◆ Task requirements: Among the entries below, find the lines that hold the word "finished" and report them.

◆ Given entries:
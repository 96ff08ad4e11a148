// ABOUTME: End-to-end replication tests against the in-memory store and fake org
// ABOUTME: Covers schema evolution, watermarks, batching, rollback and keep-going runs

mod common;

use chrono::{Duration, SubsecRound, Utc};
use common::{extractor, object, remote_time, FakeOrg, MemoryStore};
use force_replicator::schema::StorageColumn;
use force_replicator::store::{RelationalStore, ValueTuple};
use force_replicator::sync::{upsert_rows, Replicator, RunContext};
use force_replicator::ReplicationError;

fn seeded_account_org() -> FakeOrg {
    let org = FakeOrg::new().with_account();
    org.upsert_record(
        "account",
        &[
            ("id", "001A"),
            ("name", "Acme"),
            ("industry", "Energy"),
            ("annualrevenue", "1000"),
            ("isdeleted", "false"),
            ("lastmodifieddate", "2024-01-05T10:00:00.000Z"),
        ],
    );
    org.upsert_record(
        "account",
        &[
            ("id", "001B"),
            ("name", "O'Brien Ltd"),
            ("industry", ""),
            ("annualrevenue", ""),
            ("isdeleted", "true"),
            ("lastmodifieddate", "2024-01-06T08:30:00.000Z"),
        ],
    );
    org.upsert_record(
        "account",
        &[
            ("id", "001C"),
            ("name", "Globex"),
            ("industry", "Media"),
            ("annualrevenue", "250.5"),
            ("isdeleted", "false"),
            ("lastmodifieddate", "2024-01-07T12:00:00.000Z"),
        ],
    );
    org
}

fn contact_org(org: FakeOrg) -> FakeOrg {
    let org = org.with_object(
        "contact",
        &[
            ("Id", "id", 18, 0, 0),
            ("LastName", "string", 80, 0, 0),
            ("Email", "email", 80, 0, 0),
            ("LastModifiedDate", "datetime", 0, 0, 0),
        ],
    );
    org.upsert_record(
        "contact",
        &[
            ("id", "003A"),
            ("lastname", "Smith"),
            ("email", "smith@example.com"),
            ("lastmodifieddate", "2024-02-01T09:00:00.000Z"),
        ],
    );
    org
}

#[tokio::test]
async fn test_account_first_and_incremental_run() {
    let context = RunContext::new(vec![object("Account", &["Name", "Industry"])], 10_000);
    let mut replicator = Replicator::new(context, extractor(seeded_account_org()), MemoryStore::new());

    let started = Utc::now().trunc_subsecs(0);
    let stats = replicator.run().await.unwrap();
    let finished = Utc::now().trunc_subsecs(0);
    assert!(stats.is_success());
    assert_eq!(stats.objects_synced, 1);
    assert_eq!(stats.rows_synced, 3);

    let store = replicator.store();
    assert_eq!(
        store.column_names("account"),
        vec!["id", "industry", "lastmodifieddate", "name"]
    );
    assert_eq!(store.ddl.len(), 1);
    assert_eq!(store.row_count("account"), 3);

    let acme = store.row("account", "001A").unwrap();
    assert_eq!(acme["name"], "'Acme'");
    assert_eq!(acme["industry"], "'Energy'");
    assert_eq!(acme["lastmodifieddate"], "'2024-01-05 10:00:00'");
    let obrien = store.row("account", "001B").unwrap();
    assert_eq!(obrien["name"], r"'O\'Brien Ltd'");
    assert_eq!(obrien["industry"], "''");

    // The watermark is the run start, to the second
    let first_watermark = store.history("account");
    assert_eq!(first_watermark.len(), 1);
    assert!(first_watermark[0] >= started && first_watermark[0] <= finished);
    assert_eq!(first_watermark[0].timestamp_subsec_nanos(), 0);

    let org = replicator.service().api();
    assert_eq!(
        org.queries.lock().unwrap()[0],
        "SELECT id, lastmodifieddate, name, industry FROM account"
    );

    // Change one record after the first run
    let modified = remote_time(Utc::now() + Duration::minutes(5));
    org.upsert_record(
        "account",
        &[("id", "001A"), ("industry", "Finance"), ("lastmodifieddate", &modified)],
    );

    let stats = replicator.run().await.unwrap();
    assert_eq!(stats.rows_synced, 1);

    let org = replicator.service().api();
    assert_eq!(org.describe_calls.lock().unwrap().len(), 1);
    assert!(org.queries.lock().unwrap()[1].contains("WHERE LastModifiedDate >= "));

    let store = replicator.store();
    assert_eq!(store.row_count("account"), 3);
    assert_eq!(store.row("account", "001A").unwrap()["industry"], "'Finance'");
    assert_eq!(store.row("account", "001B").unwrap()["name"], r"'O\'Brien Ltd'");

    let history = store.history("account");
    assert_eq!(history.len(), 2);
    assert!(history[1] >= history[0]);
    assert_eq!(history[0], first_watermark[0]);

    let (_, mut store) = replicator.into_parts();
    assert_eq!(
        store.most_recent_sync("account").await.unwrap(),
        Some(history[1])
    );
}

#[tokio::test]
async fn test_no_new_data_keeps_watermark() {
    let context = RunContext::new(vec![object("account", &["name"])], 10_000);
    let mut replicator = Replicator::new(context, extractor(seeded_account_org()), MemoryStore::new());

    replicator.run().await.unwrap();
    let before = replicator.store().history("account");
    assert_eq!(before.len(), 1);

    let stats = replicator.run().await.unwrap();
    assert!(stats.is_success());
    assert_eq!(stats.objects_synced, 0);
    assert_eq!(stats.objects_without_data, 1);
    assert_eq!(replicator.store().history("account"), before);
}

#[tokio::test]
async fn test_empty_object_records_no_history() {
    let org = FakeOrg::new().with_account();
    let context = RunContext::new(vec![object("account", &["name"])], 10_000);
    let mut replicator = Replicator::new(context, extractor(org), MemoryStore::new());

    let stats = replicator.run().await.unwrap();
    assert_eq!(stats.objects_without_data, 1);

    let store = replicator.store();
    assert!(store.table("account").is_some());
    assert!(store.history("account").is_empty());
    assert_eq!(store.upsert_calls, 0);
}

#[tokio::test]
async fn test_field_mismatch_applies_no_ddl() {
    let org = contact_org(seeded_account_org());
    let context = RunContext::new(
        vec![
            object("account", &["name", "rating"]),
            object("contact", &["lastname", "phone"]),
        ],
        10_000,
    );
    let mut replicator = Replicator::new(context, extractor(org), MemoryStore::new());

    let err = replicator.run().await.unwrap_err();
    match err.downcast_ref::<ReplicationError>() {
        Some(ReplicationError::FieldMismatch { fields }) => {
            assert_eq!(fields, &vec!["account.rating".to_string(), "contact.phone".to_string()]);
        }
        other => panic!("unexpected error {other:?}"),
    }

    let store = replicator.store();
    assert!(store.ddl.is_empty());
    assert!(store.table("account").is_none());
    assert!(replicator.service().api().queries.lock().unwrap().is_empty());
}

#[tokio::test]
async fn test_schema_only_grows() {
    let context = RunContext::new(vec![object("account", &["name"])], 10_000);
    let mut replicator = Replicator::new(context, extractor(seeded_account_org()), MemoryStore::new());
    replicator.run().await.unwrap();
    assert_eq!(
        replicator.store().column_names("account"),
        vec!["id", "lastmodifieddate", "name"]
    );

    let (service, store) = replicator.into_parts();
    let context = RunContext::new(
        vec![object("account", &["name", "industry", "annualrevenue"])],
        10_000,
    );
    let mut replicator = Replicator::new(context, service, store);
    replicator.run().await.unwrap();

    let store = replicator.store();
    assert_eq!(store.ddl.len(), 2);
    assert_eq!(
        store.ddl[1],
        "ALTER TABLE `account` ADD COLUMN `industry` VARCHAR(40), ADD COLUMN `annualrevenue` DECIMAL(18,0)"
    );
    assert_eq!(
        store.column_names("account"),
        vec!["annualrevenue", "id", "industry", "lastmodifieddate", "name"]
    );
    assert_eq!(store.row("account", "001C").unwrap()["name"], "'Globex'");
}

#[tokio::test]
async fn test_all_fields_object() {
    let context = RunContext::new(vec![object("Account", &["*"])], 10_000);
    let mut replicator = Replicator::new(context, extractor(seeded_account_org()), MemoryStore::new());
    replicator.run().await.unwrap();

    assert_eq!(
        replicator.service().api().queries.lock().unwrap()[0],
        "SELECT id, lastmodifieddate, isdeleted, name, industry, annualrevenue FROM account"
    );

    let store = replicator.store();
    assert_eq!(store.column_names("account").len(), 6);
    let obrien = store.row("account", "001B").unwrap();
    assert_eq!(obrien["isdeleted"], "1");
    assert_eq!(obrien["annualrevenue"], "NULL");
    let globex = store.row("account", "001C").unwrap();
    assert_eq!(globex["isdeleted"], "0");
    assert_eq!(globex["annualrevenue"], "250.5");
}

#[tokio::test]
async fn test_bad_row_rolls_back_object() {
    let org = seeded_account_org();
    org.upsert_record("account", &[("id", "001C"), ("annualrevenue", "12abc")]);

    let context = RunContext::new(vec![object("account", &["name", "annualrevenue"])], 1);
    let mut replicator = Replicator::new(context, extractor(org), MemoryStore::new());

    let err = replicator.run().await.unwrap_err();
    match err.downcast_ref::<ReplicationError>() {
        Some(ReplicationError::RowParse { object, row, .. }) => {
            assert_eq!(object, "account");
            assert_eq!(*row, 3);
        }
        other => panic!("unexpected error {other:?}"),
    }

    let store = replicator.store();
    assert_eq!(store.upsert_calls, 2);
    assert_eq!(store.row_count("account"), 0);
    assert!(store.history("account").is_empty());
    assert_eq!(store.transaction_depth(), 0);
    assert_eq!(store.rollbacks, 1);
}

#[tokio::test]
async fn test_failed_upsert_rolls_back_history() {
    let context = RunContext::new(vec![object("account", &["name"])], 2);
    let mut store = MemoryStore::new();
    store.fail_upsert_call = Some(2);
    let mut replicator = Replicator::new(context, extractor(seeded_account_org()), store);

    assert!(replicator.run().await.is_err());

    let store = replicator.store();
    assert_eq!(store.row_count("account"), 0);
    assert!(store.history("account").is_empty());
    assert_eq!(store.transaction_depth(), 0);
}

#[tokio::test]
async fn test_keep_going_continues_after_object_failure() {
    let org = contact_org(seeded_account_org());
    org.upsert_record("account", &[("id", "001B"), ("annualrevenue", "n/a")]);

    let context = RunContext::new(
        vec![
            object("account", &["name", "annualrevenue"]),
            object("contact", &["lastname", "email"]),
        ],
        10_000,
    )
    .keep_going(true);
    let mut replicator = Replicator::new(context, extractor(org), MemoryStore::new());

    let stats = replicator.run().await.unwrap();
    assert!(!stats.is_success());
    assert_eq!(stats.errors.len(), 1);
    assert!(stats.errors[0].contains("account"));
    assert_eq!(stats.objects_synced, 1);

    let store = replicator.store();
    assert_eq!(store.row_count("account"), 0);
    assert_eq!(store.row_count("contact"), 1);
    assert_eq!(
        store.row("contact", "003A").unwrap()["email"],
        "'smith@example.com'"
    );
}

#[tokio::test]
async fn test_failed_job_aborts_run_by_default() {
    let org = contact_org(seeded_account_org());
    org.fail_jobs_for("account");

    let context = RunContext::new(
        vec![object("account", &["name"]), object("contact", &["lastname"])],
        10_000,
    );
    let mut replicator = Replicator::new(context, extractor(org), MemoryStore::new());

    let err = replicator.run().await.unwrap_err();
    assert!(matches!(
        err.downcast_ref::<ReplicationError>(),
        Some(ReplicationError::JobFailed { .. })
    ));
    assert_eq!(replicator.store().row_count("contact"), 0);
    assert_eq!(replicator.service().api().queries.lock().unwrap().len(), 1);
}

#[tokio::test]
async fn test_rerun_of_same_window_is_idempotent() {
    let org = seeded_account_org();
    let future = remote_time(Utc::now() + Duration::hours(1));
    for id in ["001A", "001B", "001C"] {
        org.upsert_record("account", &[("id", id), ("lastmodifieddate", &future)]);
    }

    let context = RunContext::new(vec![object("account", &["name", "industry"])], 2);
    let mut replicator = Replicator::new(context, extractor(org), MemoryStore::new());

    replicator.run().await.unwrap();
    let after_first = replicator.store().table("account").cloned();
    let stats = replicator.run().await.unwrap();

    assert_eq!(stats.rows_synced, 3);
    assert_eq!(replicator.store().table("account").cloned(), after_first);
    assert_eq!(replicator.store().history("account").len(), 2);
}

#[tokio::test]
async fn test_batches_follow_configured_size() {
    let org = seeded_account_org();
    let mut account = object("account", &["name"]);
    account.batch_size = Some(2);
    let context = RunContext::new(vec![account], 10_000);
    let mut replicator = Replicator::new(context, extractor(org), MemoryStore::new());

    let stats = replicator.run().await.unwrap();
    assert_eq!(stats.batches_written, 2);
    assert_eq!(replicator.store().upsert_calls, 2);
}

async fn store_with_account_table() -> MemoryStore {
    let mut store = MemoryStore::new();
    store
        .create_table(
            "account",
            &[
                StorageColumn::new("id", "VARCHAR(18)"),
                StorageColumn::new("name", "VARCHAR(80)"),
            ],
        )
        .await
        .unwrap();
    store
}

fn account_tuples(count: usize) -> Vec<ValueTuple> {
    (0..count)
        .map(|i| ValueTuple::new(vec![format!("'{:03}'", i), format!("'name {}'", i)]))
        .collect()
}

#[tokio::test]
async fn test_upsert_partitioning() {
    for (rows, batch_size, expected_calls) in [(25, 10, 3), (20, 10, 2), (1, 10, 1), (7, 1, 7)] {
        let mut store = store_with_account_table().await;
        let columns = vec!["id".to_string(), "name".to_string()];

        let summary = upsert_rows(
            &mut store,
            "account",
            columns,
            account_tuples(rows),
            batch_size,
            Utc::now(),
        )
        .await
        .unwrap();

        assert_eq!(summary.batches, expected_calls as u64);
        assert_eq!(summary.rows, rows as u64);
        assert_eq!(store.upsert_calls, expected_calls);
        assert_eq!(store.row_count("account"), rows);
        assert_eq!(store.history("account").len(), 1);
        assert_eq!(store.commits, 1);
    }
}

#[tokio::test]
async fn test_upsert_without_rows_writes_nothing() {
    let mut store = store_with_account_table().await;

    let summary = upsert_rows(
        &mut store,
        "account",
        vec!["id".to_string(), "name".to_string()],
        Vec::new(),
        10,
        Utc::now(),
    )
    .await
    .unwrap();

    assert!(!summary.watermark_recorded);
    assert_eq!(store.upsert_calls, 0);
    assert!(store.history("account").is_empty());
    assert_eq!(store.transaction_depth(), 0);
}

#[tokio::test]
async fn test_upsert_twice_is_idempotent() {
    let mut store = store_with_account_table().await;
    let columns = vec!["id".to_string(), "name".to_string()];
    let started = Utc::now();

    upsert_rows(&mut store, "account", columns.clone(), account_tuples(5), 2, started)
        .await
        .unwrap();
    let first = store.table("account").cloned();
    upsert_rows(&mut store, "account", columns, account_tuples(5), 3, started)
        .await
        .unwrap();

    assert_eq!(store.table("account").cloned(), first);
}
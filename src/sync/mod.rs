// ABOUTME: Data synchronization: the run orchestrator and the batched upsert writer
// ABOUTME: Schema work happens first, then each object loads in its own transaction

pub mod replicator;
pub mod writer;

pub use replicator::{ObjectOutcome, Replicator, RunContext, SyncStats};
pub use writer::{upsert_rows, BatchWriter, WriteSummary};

◆ Completed exercise:
    let finished = Utc::now().trunc_subsecs(0);
    assert!(first_watermark[0] >= started && first_watermark[0] <= finished);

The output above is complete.